What is expected: Please give the count of lines in the listing underneath that hold "Cancelled", leaving out everything else.

*****

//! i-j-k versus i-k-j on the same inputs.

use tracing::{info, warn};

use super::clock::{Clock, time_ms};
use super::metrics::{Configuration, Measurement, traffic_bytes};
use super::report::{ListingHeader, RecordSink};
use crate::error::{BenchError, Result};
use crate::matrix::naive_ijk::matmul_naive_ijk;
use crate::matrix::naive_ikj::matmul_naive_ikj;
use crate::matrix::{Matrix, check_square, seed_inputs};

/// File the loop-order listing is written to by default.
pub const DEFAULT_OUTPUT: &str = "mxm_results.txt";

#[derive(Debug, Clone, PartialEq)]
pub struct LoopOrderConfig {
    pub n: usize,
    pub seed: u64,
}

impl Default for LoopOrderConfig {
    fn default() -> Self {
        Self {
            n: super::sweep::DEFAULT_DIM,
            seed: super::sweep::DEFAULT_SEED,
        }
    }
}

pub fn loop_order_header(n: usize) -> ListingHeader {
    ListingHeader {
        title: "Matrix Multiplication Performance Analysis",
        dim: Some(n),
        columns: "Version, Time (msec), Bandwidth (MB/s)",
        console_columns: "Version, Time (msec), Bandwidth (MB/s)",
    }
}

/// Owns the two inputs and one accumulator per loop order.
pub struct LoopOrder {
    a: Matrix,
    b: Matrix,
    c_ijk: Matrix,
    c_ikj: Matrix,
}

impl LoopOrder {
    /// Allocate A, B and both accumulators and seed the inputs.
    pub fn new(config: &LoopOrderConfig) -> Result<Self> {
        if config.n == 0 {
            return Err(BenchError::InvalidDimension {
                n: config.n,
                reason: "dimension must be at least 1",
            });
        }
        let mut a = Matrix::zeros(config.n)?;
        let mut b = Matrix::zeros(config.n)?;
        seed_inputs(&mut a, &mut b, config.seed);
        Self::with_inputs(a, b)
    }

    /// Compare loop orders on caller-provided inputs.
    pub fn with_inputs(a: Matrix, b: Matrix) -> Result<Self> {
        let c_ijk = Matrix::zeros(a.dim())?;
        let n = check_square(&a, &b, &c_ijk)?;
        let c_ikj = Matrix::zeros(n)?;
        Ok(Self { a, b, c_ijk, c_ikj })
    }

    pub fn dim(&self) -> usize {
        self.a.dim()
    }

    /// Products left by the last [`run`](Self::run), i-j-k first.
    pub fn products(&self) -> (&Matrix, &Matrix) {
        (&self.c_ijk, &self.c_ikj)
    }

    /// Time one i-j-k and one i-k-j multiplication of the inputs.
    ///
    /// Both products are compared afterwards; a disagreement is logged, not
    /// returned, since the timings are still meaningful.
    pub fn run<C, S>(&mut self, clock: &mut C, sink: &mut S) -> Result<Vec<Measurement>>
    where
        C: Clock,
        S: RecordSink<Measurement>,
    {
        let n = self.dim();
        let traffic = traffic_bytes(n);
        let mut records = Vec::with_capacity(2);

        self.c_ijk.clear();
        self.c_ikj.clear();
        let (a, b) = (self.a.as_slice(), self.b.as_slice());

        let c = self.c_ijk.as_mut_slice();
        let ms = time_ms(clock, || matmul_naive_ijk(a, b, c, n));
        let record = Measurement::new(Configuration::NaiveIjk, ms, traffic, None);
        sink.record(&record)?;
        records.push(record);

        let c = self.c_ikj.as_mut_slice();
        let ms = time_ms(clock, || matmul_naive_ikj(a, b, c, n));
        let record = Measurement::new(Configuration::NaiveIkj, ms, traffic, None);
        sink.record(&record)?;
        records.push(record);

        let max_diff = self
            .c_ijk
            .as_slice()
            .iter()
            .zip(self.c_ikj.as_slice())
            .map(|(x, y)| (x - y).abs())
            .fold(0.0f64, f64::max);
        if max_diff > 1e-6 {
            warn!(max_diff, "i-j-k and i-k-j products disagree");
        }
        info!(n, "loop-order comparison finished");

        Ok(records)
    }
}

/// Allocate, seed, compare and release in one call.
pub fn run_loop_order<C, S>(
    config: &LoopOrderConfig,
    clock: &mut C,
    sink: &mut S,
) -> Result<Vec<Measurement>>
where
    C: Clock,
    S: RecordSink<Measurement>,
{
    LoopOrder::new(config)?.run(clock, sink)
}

*****

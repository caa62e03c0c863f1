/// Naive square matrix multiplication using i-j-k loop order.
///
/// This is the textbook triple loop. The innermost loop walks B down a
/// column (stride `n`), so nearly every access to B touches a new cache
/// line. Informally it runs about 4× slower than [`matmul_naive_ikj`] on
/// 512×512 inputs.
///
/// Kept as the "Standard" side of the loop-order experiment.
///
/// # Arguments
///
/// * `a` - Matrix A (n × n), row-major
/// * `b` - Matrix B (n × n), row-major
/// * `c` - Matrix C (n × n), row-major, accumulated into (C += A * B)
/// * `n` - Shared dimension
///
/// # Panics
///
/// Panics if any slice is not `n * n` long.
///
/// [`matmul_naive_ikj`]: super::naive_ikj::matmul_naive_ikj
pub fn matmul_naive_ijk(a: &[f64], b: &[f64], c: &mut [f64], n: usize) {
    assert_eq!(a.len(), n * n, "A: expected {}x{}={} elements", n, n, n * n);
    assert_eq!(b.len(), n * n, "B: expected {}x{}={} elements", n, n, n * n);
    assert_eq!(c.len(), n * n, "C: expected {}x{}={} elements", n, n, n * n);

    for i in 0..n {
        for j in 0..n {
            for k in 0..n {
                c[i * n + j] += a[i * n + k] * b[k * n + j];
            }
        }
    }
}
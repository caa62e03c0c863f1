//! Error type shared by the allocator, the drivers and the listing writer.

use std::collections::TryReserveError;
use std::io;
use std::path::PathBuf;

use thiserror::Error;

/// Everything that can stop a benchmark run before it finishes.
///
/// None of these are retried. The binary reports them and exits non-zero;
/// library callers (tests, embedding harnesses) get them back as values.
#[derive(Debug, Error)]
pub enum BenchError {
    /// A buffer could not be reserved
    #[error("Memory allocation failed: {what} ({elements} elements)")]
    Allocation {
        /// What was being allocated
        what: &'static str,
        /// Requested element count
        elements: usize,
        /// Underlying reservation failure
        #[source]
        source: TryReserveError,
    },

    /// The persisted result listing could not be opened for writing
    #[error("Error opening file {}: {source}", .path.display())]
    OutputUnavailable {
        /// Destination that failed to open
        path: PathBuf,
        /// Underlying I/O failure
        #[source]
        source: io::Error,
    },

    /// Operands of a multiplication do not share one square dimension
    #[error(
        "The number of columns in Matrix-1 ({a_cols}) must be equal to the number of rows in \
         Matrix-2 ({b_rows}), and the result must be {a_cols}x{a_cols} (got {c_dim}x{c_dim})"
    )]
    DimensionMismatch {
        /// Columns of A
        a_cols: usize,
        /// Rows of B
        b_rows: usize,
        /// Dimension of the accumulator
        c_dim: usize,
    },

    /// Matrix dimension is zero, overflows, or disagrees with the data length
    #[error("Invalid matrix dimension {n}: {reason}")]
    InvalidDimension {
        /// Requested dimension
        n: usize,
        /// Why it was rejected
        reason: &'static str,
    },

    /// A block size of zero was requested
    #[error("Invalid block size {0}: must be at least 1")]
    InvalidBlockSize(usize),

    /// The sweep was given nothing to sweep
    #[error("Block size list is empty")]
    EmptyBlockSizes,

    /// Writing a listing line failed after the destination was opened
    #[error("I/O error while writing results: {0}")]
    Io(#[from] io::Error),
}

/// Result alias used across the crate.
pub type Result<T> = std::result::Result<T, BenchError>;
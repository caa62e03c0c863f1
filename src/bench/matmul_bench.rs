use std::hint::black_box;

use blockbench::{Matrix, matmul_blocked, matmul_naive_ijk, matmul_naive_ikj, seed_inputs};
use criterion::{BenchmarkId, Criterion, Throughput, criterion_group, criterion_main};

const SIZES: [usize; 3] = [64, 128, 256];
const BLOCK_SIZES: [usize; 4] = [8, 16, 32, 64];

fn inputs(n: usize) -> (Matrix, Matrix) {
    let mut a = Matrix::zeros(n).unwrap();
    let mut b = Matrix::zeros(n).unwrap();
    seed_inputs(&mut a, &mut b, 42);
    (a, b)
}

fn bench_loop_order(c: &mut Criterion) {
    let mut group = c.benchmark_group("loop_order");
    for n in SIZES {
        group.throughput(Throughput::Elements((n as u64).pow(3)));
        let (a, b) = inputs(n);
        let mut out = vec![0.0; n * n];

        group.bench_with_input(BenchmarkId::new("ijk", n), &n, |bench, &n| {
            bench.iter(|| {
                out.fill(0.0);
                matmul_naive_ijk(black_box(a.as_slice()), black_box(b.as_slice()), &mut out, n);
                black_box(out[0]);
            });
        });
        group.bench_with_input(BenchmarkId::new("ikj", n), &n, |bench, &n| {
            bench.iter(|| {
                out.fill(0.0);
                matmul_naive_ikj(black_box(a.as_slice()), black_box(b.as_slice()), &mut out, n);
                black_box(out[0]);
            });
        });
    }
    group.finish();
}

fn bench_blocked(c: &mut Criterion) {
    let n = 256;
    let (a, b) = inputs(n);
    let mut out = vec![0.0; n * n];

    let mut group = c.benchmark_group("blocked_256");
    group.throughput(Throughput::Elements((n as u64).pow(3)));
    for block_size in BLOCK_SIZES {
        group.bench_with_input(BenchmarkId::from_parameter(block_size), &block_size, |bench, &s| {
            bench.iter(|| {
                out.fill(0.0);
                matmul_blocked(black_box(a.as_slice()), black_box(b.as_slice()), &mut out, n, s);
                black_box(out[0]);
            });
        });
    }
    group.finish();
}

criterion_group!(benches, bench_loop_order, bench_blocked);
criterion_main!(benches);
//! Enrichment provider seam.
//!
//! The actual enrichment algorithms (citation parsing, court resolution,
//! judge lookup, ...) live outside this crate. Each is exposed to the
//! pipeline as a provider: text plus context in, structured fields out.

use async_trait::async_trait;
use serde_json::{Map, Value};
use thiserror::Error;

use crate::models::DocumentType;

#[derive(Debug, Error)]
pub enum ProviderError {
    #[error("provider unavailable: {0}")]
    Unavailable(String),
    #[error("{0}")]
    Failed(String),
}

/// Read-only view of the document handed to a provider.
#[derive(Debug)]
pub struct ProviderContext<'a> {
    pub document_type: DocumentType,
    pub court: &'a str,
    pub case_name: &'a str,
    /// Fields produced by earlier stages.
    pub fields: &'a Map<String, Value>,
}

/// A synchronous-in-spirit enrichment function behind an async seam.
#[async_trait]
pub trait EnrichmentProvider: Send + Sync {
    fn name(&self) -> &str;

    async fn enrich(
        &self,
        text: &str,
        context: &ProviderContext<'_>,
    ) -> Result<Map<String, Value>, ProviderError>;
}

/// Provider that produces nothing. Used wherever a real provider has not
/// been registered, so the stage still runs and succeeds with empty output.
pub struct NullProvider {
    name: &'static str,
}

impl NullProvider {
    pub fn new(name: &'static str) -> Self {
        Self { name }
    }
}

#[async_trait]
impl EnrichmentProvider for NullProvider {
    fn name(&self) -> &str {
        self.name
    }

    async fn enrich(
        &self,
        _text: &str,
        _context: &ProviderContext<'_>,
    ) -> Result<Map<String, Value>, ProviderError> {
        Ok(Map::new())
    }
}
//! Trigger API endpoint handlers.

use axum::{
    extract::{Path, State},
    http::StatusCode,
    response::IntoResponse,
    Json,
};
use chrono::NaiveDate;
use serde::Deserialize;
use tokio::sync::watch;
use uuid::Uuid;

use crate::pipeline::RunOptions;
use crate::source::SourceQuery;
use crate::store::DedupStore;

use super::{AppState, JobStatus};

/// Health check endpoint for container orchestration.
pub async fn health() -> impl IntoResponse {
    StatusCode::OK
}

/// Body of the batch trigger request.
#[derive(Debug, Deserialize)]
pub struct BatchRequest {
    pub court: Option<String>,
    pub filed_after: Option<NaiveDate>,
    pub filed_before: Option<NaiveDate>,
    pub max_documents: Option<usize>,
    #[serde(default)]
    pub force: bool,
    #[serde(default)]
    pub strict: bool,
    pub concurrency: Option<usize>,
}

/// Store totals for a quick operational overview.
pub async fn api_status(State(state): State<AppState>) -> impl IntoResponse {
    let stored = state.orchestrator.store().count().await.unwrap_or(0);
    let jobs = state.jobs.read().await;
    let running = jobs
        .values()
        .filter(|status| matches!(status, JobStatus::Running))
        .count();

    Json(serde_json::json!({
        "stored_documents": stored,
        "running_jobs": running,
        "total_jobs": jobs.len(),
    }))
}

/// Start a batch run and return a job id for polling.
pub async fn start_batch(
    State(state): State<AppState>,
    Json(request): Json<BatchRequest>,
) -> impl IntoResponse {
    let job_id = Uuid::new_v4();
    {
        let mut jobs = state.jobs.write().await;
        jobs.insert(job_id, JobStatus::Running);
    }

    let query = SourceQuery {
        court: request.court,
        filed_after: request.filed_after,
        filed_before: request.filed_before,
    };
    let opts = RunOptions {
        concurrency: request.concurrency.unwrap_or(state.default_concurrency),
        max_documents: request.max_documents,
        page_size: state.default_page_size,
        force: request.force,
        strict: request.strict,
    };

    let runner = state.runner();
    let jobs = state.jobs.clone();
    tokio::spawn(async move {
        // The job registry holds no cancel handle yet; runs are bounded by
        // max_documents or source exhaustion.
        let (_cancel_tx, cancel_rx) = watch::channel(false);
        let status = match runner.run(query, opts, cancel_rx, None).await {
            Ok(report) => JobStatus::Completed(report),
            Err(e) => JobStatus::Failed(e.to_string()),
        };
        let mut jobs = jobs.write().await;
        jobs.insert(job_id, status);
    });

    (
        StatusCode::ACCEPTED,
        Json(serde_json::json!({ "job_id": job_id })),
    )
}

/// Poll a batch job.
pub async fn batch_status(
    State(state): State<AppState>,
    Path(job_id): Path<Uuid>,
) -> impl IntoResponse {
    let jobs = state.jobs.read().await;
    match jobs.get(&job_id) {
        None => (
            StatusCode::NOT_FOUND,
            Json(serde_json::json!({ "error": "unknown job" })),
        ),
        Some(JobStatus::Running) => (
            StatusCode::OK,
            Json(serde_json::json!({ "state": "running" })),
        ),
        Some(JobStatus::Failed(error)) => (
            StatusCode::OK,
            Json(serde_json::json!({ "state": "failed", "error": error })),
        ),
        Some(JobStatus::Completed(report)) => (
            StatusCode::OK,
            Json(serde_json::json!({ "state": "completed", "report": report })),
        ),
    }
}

*****

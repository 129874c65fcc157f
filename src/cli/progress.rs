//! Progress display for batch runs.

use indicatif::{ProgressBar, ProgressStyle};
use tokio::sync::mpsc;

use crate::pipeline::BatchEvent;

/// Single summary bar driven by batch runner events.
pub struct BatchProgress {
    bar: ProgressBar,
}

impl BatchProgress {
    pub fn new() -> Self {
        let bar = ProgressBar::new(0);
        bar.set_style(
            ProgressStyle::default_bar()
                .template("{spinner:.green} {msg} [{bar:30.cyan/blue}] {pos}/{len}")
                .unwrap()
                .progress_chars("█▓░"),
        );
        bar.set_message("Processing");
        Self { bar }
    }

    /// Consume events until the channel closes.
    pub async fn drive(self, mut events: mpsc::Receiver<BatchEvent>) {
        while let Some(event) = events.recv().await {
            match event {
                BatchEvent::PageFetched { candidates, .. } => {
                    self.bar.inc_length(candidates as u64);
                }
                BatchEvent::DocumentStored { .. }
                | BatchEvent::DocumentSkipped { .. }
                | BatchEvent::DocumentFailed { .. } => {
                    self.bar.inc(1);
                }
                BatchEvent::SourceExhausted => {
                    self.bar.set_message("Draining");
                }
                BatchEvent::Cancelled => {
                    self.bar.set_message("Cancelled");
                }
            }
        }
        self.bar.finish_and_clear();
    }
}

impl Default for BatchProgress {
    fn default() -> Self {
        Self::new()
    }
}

*****

Written answer: 2